Tectonics of Power
Contributor
We Won’t Build Your Wall
ASLAN TAHERI (M.Arch II ’18)
700 years ago an Iranian poet said “Human beings are members of a whole, In creation of one essence and soul.” Saadi, Golestan, 1292.
Today, Iranian students and many other aspiring scholars from various communities and countries fear that there is an unjust force standing atop the power pyramid; hindering foreign talents from joining their colleges to contribute to a society where the ultimate goal is to build a better world for everyone.
If there were an institution to embody such a power pyramid, what would its architecture look like? Whenever such an architecture is categorized by scale or typology, its reference point would be the human. This relation is so pivotal that the significance of scale or type becomes bound to the presence of the human. In this sense Architecture, perceived as the collective product of each and every individual, regardless of belief, gender, or race, is comparable to the world itself.
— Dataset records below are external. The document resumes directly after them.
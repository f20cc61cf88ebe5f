//! The security state machine.

use crate::core::rules::{self, Refusal, Verdict};
use crate::core::{
    Origin, PanelPolicy, PanelState, Request, SecurityState, Snapshot, TargetMode,
    TransitionHistory, TransitionRecord, DEFAULT_HISTORY_CAPACITY,
};
use crate::machine::error::{Outcome, PanelError, Rejection, RequestResult};
use crate::notify::{ChangeCause, Observers, StateChange, StateObserver};
use crate::timer::{DelayTimers, DueState, TimerKind, TimerToken};
use std::sync::{Arc, Mutex, MutexGuard, PoisonError};
use std::time::Duration;
use tokio::runtime::Handle;
use tracing::{debug, info, warn};

/// Delays and policies a panel is built with.
#[derive(Clone, Debug, PartialEq)]
pub struct PanelSettings {
    pub arm_delay: Duration,
    pub alarm_delay: Duration,
    pub policy: PanelPolicy,
    pub history_capacity: usize,
}

impl Default for PanelSettings {
    fn default() -> Self {
        Self {
            arm_delay: Duration::from_secs(30),
            alarm_delay: Duration::from_secs(30),
            policy: PanelPolicy::default(),
            history_capacity: DEFAULT_HISTORY_CAPACITY,
        }
    }
}

struct Inner {
    state: SecurityState,
    timers: DelayTimers,
    history: TransitionHistory,
    sequence: u64,
}

impl Inner {
    fn publish(&mut self, origin: Origin, cause: ChangeCause, request: Request) -> StateChange {
        self.sequence += 1;
        StateChange::new(self.sequence, origin, cause, request, self.state.snapshot())
    }
}

struct Shared {
    settings: PanelSettings,
    inner: Mutex<Inner>,
    observers: Observers,
}

/// Handle to the alarm panel.
///
/// Cloning is cheap and every clone drives the same state. All entry points,
/// including timer expiries, serialize on one lock; observers are notified
/// after it is released.
///
/// # Example
///
/// ```rust
/// use alarm_panel::core::{Origin, TargetMode};
/// use alarm_panel::machine::{AlarmPanel, Outcome, PanelSettings};
///
/// # #[tokio::main(flavor = "current_thread")]
/// # async fn main() {
/// let panel = AlarmPanel::new(PanelSettings::default()).unwrap();
///
/// let outcome = panel.request_arm_mode(TargetMode::Night, Origin::ManualOrSensor);
/// assert_eq!(outcome, Ok(Outcome::Applied));
///
/// let outcome = panel.request_tripped(true, Origin::ManualOrSensor);
/// assert_eq!(outcome, Ok(Outcome::Scheduled));
/// assert!(panel.state().tripped);
/// # }
/// ```
#[derive(Clone)]
pub struct AlarmPanel {
    shared: Arc<Shared>,
}

impl AlarmPanel {
    /// Create a disarmed panel. Must be called from within a Tokio runtime,
    /// which the delay timers run on.
    pub fn new(settings: PanelSettings) -> Result<Self, PanelError> {
        let runtime = Handle::try_current().map_err(|_| PanelError::NoRuntime)?;
        let inner = Inner {
            state: SecurityState::new(),
            timers: DelayTimers::new(runtime),
            history: TransitionHistory::with_capacity(settings.history_capacity),
            sequence: 0,
        };
        Ok(Self {
            shared: Arc::new(Shared {
                settings,
                inner: Mutex::new(inner),
                observers: Observers::default(),
            }),
        })
    }

    pub fn settings(&self) -> &PanelSettings {
        &self.shared.settings
    }

    /// Register an observer for every future change.
    pub fn subscribe(&self, observer: Arc<dyn StateObserver>) {
        self.shared.observers.add(observer);
        debug!(observers = self.shared.observers.len(), "observer subscribed");
    }

    pub fn state(&self) -> Snapshot {
        self.lock().state.snapshot()
    }

    pub fn panel_state(&self) -> PanelState {
        self.lock().state.panel_state()
    }

    pub fn history(&self) -> TransitionHistory {
        self.lock().history.clone()
    }

    /// Time left on the pending timer of `kind`, if one is pending.
    pub fn pending_timer(&self, kind: TimerKind) -> Option<Duration> {
        self.lock().timers.remaining(kind)
    }

    /// Request an arm/disarm target.
    ///
    /// Home and night arm immediately and clear any trip or alarm. Away
    /// starts the arm delay; the armed state is observed later. Disarm
    /// cancels both timers and clears everything.
    pub fn request_arm_mode(&self, target: TargetMode, origin: Origin) -> RequestResult {
        self.execute(Request::ArmMode(target), origin)
    }

    /// Request a change of the tripped flag.
    ///
    /// A trip is only registered while armed and not already alarming, and
    /// starts the alarm delay.
    pub fn request_tripped(&self, value: bool, origin: Origin) -> RequestResult {
        self.execute(Request::Tripped(value), origin)
    }

    /// Request a change of the alarming flag. Only internal origins may.
    pub fn request_alarming(&self, value: bool, origin: Origin) -> RequestResult {
        self.execute(Request::Alarming(value), origin)
    }

    fn lock(&self) -> MutexGuard<'_, Inner> {
        self.shared
            .inner
            .lock()
            .unwrap_or_else(PoisonError::into_inner)
    }

    fn execute(&self, request: Request, origin: Origin) -> RequestResult {
        let mut changes = Vec::new();
        let result = {
            let mut inner = self.lock();
            self.decide(&mut inner, request, origin, &mut changes)
        };
        self.shared.observers.dispatch(&changes);
        result
    }

    fn on_timer_fired(&self, token: TimerToken) {
        let mut changes = Vec::new();
        let result = {
            let mut inner = self.lock();
            let Some(due) = inner.timers.claim(token) else {
                debug!(timer = %token.kind, "ignoring superseded timer");
                return;
            };
            info!(timer = %token.kind, "timer expired");
            let request = match due {
                DueState::ArmedAway => Request::ArmMode(TargetMode::Away),
                DueState::Alarming => Request::Alarming(true),
            };
            self.decide(&mut inner, request, Origin::InternalTimer, &mut changes)
        };
        self.shared.observers.dispatch(&changes);

        if let Err(rejection) = result {
            warn!(timer = %token.kind, %rejection, "timer expiry rejected");
        }
    }

    fn decide(
        &self,
        inner: &mut Inner,
        request: Request,
        origin: Origin,
        changes: &mut Vec<StateChange>,
    ) -> RequestResult {
        let policy = &self.shared.settings.policy;
        let verdict = match request {
            Request::ArmMode(target) => rules::arm_mode(target, &inner.state, origin),
            Request::Tripped(value) => rules::tripped(value, &inner.state, origin, policy),
            Request::Alarming(value) => rules::alarming(value, &inner.state, origin),
        };

        match verdict {
            Verdict::Accept => {
                let from = inner.state.panel_state();
                let outcome = self.apply(inner, request, origin);
                let change = inner.publish(origin, ChangeCause::Transition, request);
                let to = inner.state.panel_state();
                let record = TransitionRecord {
                    sequence: change.sequence,
                    from,
                    to,
                    origin,
                    timestamp: change.at,
                };
                if record.changed_state() {
                    info!(%request, %origin, %from, %to, ?outcome, "transition applied");
                } else {
                    debug!(%request, %origin, state = %to, ?outcome, "transition applied, view unchanged");
                }
                if to.is_alarm() && !from.is_alarm() {
                    warn!(%to, "alarm triggered");
                }
                inner.history.record(record);
                changes.push(change);
                Ok(outcome)
            }
            Verdict::NoOp => {
                if request == Request::ArmMode(TargetMode::Disarm) {
                    inner.timers.cancel_all();
                }
                debug!(%request, %origin, "requested value already holds");
                Ok(Outcome::NoOp)
            }
            Verdict::Stale => {
                info!(%request, state = %inner.state.panel_state(), "ignoring stale timer expiry");
                Ok(Outcome::Stale)
            }
            Verdict::Acknowledge => {
                info!(%request, %origin, state = %inner.state.panel_state(), "request refused, reasserting");
                changes.push(inner.publish(Origin::InternalLogic, ChangeCause::Reassertion, request));
                Ok(Outcome::Reasserted)
            }
            Verdict::Refuse(refusal) => {
                let rejection = match refusal {
                    Refusal::WrongState => Rejection::WrongState {
                        request,
                        state: inner.state.panel_state(),
                    },
                    Refusal::InvalidOrigin => Rejection::InvalidOrigin { request, origin },
                };
                info!(%rejection, "request rejected, reasserting");
                changes.push(inner.publish(Origin::InternalLogic, ChangeCause::Reassertion, request));
                Err(rejection)
            }
        }
    }

    fn apply(&self, inner: &mut Inner, request: Request, origin: Origin) -> Outcome {
        let settings = &self.shared.settings;
        match request {
            Request::ArmMode(TargetMode::Away) if origin == Origin::InternalTimer => {
                // Timer-tagged requests do not always come through `claim`.
                inner.timers.cancel(TimerKind::ArmDelay);
                inner.state.mode = TargetMode::Away.arm_mode();
                inner.state.arming = false;
                Outcome::Applied
            }
            Request::ArmMode(TargetMode::Away) => {
                inner.state.target = TargetMode::Away;
                inner.state.arming = true;
                self.schedule(inner, TimerKind::ArmDelay, settings.arm_delay, DueState::ArmedAway);
                Outcome::Scheduled
            }
            Request::ArmMode(target @ (TargetMode::Home | TargetMode::Night)) => {
                inner.timers.cancel_all();
                inner.state = SecurityState {
                    mode: target.arm_mode(),
                    target,
                    ..SecurityState::new()
                };
                Outcome::Applied
            }
            Request::ArmMode(TargetMode::Disarm) => {
                inner.timers.cancel_all();
                inner.state = SecurityState::new();
                Outcome::Applied
            }
            Request::Tripped(true) => {
                inner.state.tripped = true;
                self.schedule(inner, TimerKind::AlarmDelay, settings.alarm_delay, DueState::Alarming);
                Outcome::Scheduled
            }
            Request::Tripped(false) => {
                inner.state.tripped = false;
                inner.timers.cancel(TimerKind::AlarmDelay);
                Outcome::Applied
            }
            Request::Alarming(true) => {
                inner.timers.cancel(TimerKind::AlarmDelay);
                inner.state.alarming = true;
                inner.state.tripped = settings.policy.keep_tripped_while_alarming;
                Outcome::Applied
            }
            Request::Alarming(false) => {
                inner.state.alarming = false;
                Outcome::Applied
            }
        }
    }

    fn schedule(&self, inner: &mut Inner, kind: TimerKind, delay: Duration, due: DueState) {
        let panel = Arc::downgrade(&self.shared);
        inner.timers.schedule(kind, delay, due, move |token| {
            if let Some(shared) = panel.upgrade() {
                AlarmPanel { shared }.on_timer_fired(token);
            }
        });
    }
}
If the human were given significance in relation to architecture, what would be its respective scale? Would scale be defined in relation to the power of architecture? We believe that this subjective dimension of architecture, human scale, measures greater than any objective architectural counterpart.
In a maladjusted society, power is institutionalized and exclusive, just as in the ancient pyramid of power. This obsolete structure rules out individuals according to belief, nationality, and race, pushing and oppressing them, always to the base of the pyramid.
The body in this pyramid is the body in peril. Against such insecurity, there is a better formal order. We propose reversing the power organization to proudly elevate the most essential building block: each and every individual. The reverse pyramid rejects its despotic father. The form emphasizes the delicacy and far superior strength required to carry the weight of a great and diverse people.
So we ask: Can Architecture reverse the pyramid of power?